- WORK ORDER
Return every line below exactly, leaving nothing out.

[Stored items]
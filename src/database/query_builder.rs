use sqlx::{self, postgres::PgArguments, FromRow, PgConnection};
use uuid::Uuid;

use crate::database::manager::DatabaseError;
use crate::types::TenantScope;

/// Positional parameter collected while composing a statement
#[derive(Debug, Clone, PartialEq)]
pub enum SqlParam {
    Uuid(Uuid),
    Text(String),
    Int(i64),
}

#[derive(Debug, Clone, PartialEq)]
pub struct SqlResult {
    pub query: String,
    pub params: Vec<SqlParam>,
}

/// SELECT composer for a single table. Table and column names come from
/// compile-time constants; every caller-supplied value is bound.
pub struct QueryBuilder<T> {
    table_name: &'static str,
    conditions: Vec<String>,
    params: Vec<SqlParam>,
    order_by: Option<&'static str>,
    limit: Option<i64>,
    offset: Option<i64>,
    lock: bool,
    _phantom: std::marker::PhantomData<T>,
}

impl<T> QueryBuilder<T>
where
    T: for<'r> FromRow<'r, sqlx::postgres::PgRow> + Send + Unpin,
{
    pub fn new(table_name: &'static str) -> Self {
        Self {
            table_name,
            conditions: Vec::new(),
            params: Vec::new(),
            order_by: None,
            limit: None,
            offset: None,
            lock: false,
            _phantom: std::marker::PhantomData,
        }
    }

    fn placeholder(&mut self, param: SqlParam) -> String {
        self.params.push(param);
        format!("${}", self.params.len())
    }

    pub fn where_eq(mut self, column: &'static str, param: SqlParam) -> Self {
        let p = self.placeholder(param);
        self.conditions.push(format!("\"{}\" = {}", column, p));
        self
    }

    /// Restrict to the scope's program studi; `All` adds nothing
    pub fn scoped(self, column: &'static str, scope: &TenantScope) -> Self {
        match scope.tenant() {
            Some(id) => self.where_eq(column, SqlParam::Uuid(id)),
            None => self,
        }
    }

    /// Case-insensitive substring match over any of the columns
    pub fn search(mut self, columns: &[&'static str], term: Option<&str>) -> Self {
        let term = match term.map(str::trim) {
            Some(t) if !t.is_empty() && !columns.is_empty() => t,
            _ => return self,
        };
        let p = self.placeholder(SqlParam::Text(format!("%{}%", escape_like(term))));
        let ors = columns
            .iter()
            .map(|c| format!("\"{}\" ILIKE {}", c, p))
            .collect::<Vec<_>>()
            .join(" OR ");
        self.conditions.push(format!("({})", ors));
        self
    }

    pub fn order_by(mut self, order_by: &'static str) -> Self {
        self.order_by = Some(order_by);
        self
    }

    pub fn paginate(mut self, limit: i64, offset: Option<i64>) -> Self {
        self.limit = Some(limit);
        self.offset = offset.filter(|o| *o > 0);
        self
    }

    pub fn for_update(mut self) -> Self {
        self.lock = true;
        self
    }

    pub fn to_sql(&self) -> SqlResult {
        let mut query = format!("SELECT * FROM \"{}\"", self.table_name);
        if !self.conditions.is_empty() {
            query.push_str(" WHERE ");
            query.push_str(&self.conditions.join(" AND "));
        }
        if let Some(order_by) = self.order_by {
            query.push_str(" ORDER BY ");
            query.push_str(order_by);
        }
        if let Some(limit) = self.limit {
            query.push_str(&format!(" LIMIT {}", limit));
        }
        if let Some(offset) = self.offset {
            query.push_str(&format!(" OFFSET {}", offset));
        }
        if self.lock {
            query.push_str(" FOR UPDATE");
        }
        SqlResult { query, params: self.params.clone() }
    }

    pub async fn select_all(self, conn: &mut PgConnection) -> Result<Vec<T>, DatabaseError> {
        let sql_result = self.to_sql();
        let mut q = sqlx::query_as::<_, T>(&sql_result.query);
        for p in sql_result.params.iter() {
            q = bind_param_query_as(q, p);
        }
        let rows = q.fetch_all(conn).await?;
        Ok(rows)
    }

    pub async fn select_optional(self, conn: &mut PgConnection) -> Result<Option<T>, DatabaseError> {
        let sql_result = self.to_sql();
        let mut q = sqlx::query_as::<_, T>(&sql_result.query);
        for p in sql_result.params.iter() {
            q = bind_param_query_as(q, p);
        }
        let row = q.fetch_optional(conn).await?;
        Ok(row)
    }
}

fn escape_like(term: &str) -> String {
    term.replace('\\', "\\\\").replace('%', "\\%").replace('_', "\\_")
}

fn bind_param_query_as<'q, O>(
    q: sqlx::query::QueryAs<'q, sqlx::Postgres, O, PgArguments>,
    v: &'q SqlParam,
) -> sqlx::query::QueryAs<'q, sqlx::Postgres, O, PgArguments>
where
    O: for<'r> FromRow<'r, sqlx::postgres::PgRow>,
{
    match v {
        SqlParam::Uuid(id) => q.bind(*id),
        SqlParam::Text(s) => q.bind(s.as_str()),
        SqlParam::Int(i) => q.bind(*i),
    }
}

#[cfg(test)]
mod tests {
    use super::*;

    #[derive(sqlx::FromRow)]
    #[allow(dead_code)]
    struct Row {
        id: Uuid,
    }

    #[test]
    fn scoped_search_with_paging() {
        let ps = Uuid::new_v4();
        let sql = QueryBuilder::<Row>::new("cpl")
            .scoped("program_studi_id", &TenantScope::ProgramStudi(ps))
            .search(&["kode_cpl", "deskripsi"], Some(" etika "))
            .order_by("kode_cpl ASC")
            .paginate(50, Some(10))
            .to_sql();

        assert_eq!(
            sql.query,
            "SELECT * FROM \"cpl\" WHERE \"program_studi_id\" = $1 AND (\"kode_cpl\" ILIKE $2 OR \"deskripsi\" ILIKE $2) ORDER BY kode_cpl ASC LIMIT 50 OFFSET 10"
        );
        assert_eq!(sql.params, vec![SqlParam::Uuid(ps), SqlParam::Text("%etika%".into())]);
    }

    #[test]
    fn unscoped_blank_search_adds_nothing() {
        let sql = QueryBuilder::<Row>::new("kurikulum")
            .scoped("program_studi_id", &TenantScope::All)
            .search(&["kode_kurikulum"], Some("   "))
            .to_sql();
        assert_eq!(sql.query, "SELECT * FROM \"kurikulum\"");
        assert!(sql.params.is_empty());
    }

    #[test]
    fn like_wildcards_are_escaped() {
        let sql = QueryBuilder::<Row>::new("cpl").search(&["kode_cpl"], Some("50%_x")).to_sql();
        assert_eq!(sql.params, vec![SqlParam::Text("%50\\%\\_x%".into())]);
    }

    #[test]
    fn lock_clause_goes_last() {
        let sql = QueryBuilder::<Row>::new("cpl")
            .where_eq("id", SqlParam::Uuid(Uuid::nil()))
            .for_update()
            .to_sql();
        assert!(sql.query.ends_with("WHERE \"id\" = $1 FOR UPDATE"));
    }
}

- SOLUTION TO THE PROBLEM
filename src/database/query_builder.rs
use sqlx::{self, postgres::PgArguments, FromRow, PgConnection};
use uuid::Uuid;

use crate::database::manager::DatabaseError;
use crate::types::TenantScope;

/// Positional parameter collected while composing a statement
#[derive(Debug, Clone, PartialEq)]
pub enum SqlParam {
    Uuid(Uuid),
    Text(String),
    Int(i64),
}

#[derive(Debug, Clone, PartialEq)]
pub struct SqlResult {
    pub query: String,
    pub params: Vec<SqlParam>,
}

/// SELECT composer for a single table. Table and column names come from
/// compile-time constants; every caller-supplied value is bound.
pub struct QueryBuilder<T> {
    table_name: &'static str,
    conditions: Vec<String>,
    params: Vec<SqlParam>,
    order_by: Option<&'static str>,
    limit: Option<i64>,
    offset: Option<i64>,
    lock: bool,
    _phantom: std::marker::PhantomData<T>,
}

impl<T> QueryBuilder<T>
where
    T: for<'r> FromRow<'r, sqlx::postgres::PgRow> + Send + Unpin,
{
    pub fn new(table_name: &'static str) -> Self {
        Self {
            table_name,
            conditions: Vec::new(),
            params: Vec::new(),
            order_by: None,
            limit: None,
            offset: None,
            lock: false,
            _phantom: std::marker::PhantomData,
        }
    }

    fn placeholder(&mut self, param: SqlParam) -> String {
        self.params.push(param);
        format!("${}", self.params.len())
    }

    pub fn where_eq(mut self, column: &'static str, param: SqlParam) -> Self {
        let p = self.placeholder(param);
        self.conditions.push(format!("\"{}\" = {}", column, p));
        self
    }

    /// Restrict to the scope's program studi; `All` adds nothing
    pub fn scoped(self, column: &'static str, scope: &TenantScope) -> Self {
        match scope.tenant() {
            Some(id) => self.where_eq(column, SqlParam::Uuid(id)),
            None => self,
        }
    }

    /// Case-insensitive substring match over any of the columns
    pub fn search(mut self, columns: &[&'static str], term: Option<&str>) -> Self {
        let term = match term.map(str::trim) {
            Some(t) if !t.is_empty() && !columns.is_empty() => t,
            _ => return self,
        };
        let p = self.placeholder(SqlParam::Text(format!("%{}%", escape_like(term))));
        let ors = columns
            .iter()
            .map(|c| format!("\"{}\" ILIKE {}", c, p))
            .collect::<Vec<_>>()
            .join(" OR ");
        self.conditions.push(format!("({})", ors));
        self
    }

    pub fn order_by(mut self, order_by: &'static str) -> Self {
        self.order_by = Some(order_by);
        self
    }

    pub fn paginate(mut self, limit: i64, offset: Option<i64>) -> Self {
        self.limit = Some(limit);
        self.offset = offset.filter(|o| *o > 0);
        self
    }

    pub fn for_update(mut self) -> Self {
        self.lock = true;
        self
    }

    pub fn to_sql(&self) -> SqlResult {
        let mut query = format!("SELECT * FROM \"{}\"", self.table_name);
        if !self.conditions.is_empty() {
            query.push_str(" WHERE ");
            query.push_str(&self.conditions.join(" AND "));
        }
        if let Some(order_by) = self.order_by {
            query.push_str(" ORDER BY ");
            query.push_str(order_by);
        }
        if let Some(limit) = self.limit {
            query.push_str(&format!(" LIMIT {}", limit));
        }
        if let Some(offset) = self.offset {
            query.push_str(&format!(" OFFSET {}", offset));
        }
        if self.lock {
            query.push_str(" FOR UPDATE");
        }
        SqlResult { query, params: self.params.clone() }
    }

    pub async fn select_all(self, conn: &mut PgConnection) -> Result<Vec<T>, DatabaseError> {
        let sql_result = self.to_sql();
        let mut q = sqlx::query_as::<_, T>(&sql_result.query);
        for p in sql_result.params.iter() {
            q = bind_param_query_as(q, p);
        }
        let rows = q.fetch_all(conn).await?;
        Ok(rows)
    }

    pub async fn select_optional(self, conn: &mut PgConnection) -> Result<Option<T>, DatabaseError> {
        let sql_result = self.to_sql();
        let mut q = sqlx::query_as::<_, T>(&sql_result.query);
        for p in sql_result.params.iter() {
            q = bind_param_query_as(q, p);
        }
        let row = q.fetch_optional(conn).await?;
        Ok(row)
    }
}

fn escape_like(term: &str) -> String {
    term.replace('\\', "\\\\").replace('%', "\\%").replace('_', "\\_")
}

fn bind_param_query_as<'q, O>(
    q: sqlx::query::QueryAs<'q, sqlx::Postgres, O, PgArguments>,
    v: &'q SqlParam,
) -> sqlx::query::QueryAs<'q, sqlx::Postgres, O, PgArguments>
where
    O: for<'r> FromRow<'r, sqlx::postgres::PgRow>,
{
    match v {
        SqlParam::Uuid(id) => q.bind(*id),
        SqlParam::Text(s) => q.bind(s.as_str()),
        SqlParam::Int(i) => q.bind(*i),
    }
}

#[cfg(test)]
mod tests {
    use super::*;

    #[derive(sqlx::FromRow)]
    #[allow(dead_code)]
    struct Row {
        id: Uuid,
    }

    #[test]
    fn scoped_search_with_paging() {
        let ps = Uuid::new_v4();
        let sql = QueryBuilder::<Row>::new("cpl")
            .scoped("program_studi_id", &TenantScope::ProgramStudi(ps))
            .search(&["kode_cpl", "deskripsi"], Some(" etika "))
            .order_by("kode_cpl ASC")
            .paginate(50, Some(10))
            .to_sql();

        assert_eq!(
            sql.query,
            "SELECT * FROM \"cpl\" WHERE \"program_studi_id\" = $1 AND (\"kode_cpl\" ILIKE $2 OR \"deskripsi\" ILIKE $2) ORDER BY kode_cpl ASC LIMIT 50 OFFSET 10"
        );
        assert_eq!(sql.params, vec![SqlParam::Uuid(ps), SqlParam::Text("%etika%".into())]);
    }

    #[test]
    fn unscoped_blank_search_adds_nothing() {
        let sql = QueryBuilder::<Row>::new("kurikulum")
            .scoped("program_studi_id", &TenantScope::All)
            .search(&["kode_kurikulum"], Some("   "))
            .to_sql();
        assert_eq!(sql.query, "SELECT * FROM \"kurikulum\"");
        assert!(sql.params.is_empty());
    }

    #[test]
    fn like_wildcards_are_escaped() {
        let sql = QueryBuilder::<Row>::new("cpl").search(&["kode_cpl"], Some("50%_x")).to_sql();
        assert_eq!(sql.params, vec![SqlParam::Text("%50\\%\\_x%".into())]);
    }

    #[test]
    fn lock_clause_goes_last() {
        let sql = QueryBuilder::<Row>::new("cpl")
            .where_eq("id", SqlParam::Uuid(Uuid::nil()))
            .for_update()
            .to_sql();
        assert!(sql.query.ends_with("WHERE \"id\" = $1 FOR UPDATE"));
    }
}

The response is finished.